(no subject)

May 28, 2007 23:30

SPOILERS FOR AWE.

Title: Ten-Year Century
Fandom: Pirates of the Caribbean
Character(s): Will (Sr.), Elizabeth, William (Jr.), Norrington, Bootstrap, Jack, Anamaria, Beckett
Pairing(s): Will/Elizabeth
Rating: T (implications of sex, alcohol use, etc.)
Word Count: 3767
A/N: My sister asuka-chan wrote a line or two of dialogue throughout here. She has a plucky habit of taking my computer from me and doing whatever she wants. Rum candy is also TOTALLY her fault.
There is a subtle tribute to Star Wars in here, in honor of the anniversary. See if you can find it!
Thanks to mari-isms and babbling_tomato for betaing.

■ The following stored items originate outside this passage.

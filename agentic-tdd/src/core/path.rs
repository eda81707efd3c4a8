//! Normalization of agent-proposed file paths.
//!
//! Paths arrive as free text from a model response. Before anything touches the
//! disk they are reduced to a `/`-separated relative path that stays inside the
//! work directory.

use std::path::{Component, Path};

/// Directories an agent may never write into.
const PROTECTED_DIRS: [&str; 3] = [".git", ".agentic-tdd", "target"];

/// Normalize a raw path into a relative, `/`-separated form.
///
/// Rejects absolute paths, `..` components and writes into protected
/// directories. The error string names the violated rule.
pub fn normalize_relative(raw: &str) -> Result<String, String> {
    let trimmed = raw.trim();
    if trimmed.is_empty() {
        return Err("path is empty".to_string());
    }
    if trimmed.contains('\\') {
        return Err("path must use '/' separators".to_string());
    }

    let mut parts = Vec::new();
    for component in Path::new(trimmed).components() {
        match component {
            Component::CurDir => {}
            Component::Normal(part) => {
                let part = part
                    .to_str()
                    .ok_or_else(|| "path is not valid UTF-8".to_string())?;
                parts.push(part.to_string());
            }
            Component::ParentDir => return Err("path escapes the work directory".to_string()),
            Component::RootDir | Component::Prefix(_) => {
                return Err("path must be relative to the work directory".to_string());
            }
        }
    }

    let Some(first) = parts.first() else {
        return Err("path is empty".to_string());
    };
    if PROTECTED_DIRS.contains(&first.as_str()) {
        return Err(format!("path writes into protected directory '{first}'"));
    }
    Ok(parts.join("/"))
}

/// True if a normalized path lives under the `root` directory.
pub fn is_under(path: &str, root: &str) -> bool {
    let root = root.trim_end_matches('/');
    path.strip_prefix(root)
        .is_some_and(|rest| rest.starts_with('/') && rest.len() > 1)
}

/// True if a normalized path carries the given extension (without the dot).
pub fn has_extension(path: &str, extension: &str) -> bool {
    Path::new(path)
        .extension()
        .and_then(|ext| ext.to_str())
        .is_some_and(|ext| ext == extension)
}

#[cfg(test)]
mod tests {
    use super::*;

    #[test]
    fn normalizes_current_dir_prefix() {
        assert_eq!(
            normalize_relative("./tests/test_add.rs").expect("normalize"),
            "tests/test_add.rs"
        );
        assert_eq!(
            normalize_relative("  src//lib.rs ").expect("normalize"),
            "src/lib.rs"
        );
    }

    #[test]
    fn rejects_escaping_paths() {
        let err = normalize_relative("src/../../etc/passwd").unwrap_err();
        assert!(err.contains("escapes"));
    }

    #[test]
    fn rejects_absolute_paths() {
        let err = normalize_relative("/tmp/lib.rs").unwrap_err();
        assert!(err.contains("relative"));
    }

    #[test]
    fn rejects_protected_directories() {
        assert!(normalize_relative(".git/config").is_err());
        assert!(normalize_relative(".agentic-tdd/cycles/0/red-1.json").is_err());
        assert!(normalize_relative("target/debug/build.rs").is_err());
    }

    #[test]
    fn is_under_matches_whole_components() {
        assert!(is_under("tests/test_add.rs", "tests"));
        assert!(is_under("tests/nested/test_add.rs", "tests/"));
        assert!(!is_under("testsuite/a.rs", "tests"));
        assert!(!is_under("tests", "tests"));
        assert!(!is_under("src/tests/a.rs", "tests"));
    }

    #[test]
    fn has_extension_checks_suffix() {
        assert!(has_extension("src/lib.rs", "rs"));
        assert!(!has_extension("src/lib.rs.bak", "rs"));
        assert!(!has_extension("Makefile", "rs"));
    }
}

Will can feel the curse inside him. It cuts into his bones, little tendrils wrapping around his immortal flesh like the frigid cold waters of the north.

He has spent the day committing every detail of Elizabeth, of their hours together, to memory: the fit of her body and heat of her skin against his, the whisper of her voice in his hair, the feeling of the sand below them and the sun beating down from above. The images and sensations will haunt him for the years to come.

But the sun is setting, and in the place where his heart used to be, the Dutchman is steadily beating, calling him back out to the open seas. He has a duty now, the price he must pay for what has been done. He gives Elizabeth his heart in truth now, and when she flies into his arms, he tries to make one final kiss last ten years.

------

When Elizabeth first realizes she is pregnant, she weeps bitterly. Will would not be there to hold her hand through the agonizing throes of labor, to see their child take its first breath or teach it to walk and talk and sing little sea shanties. She spends the first mornings heaving and heaving until there is nothing left to heave, and still her stomach muscle contracts and she is horribly, revoltingly miserable.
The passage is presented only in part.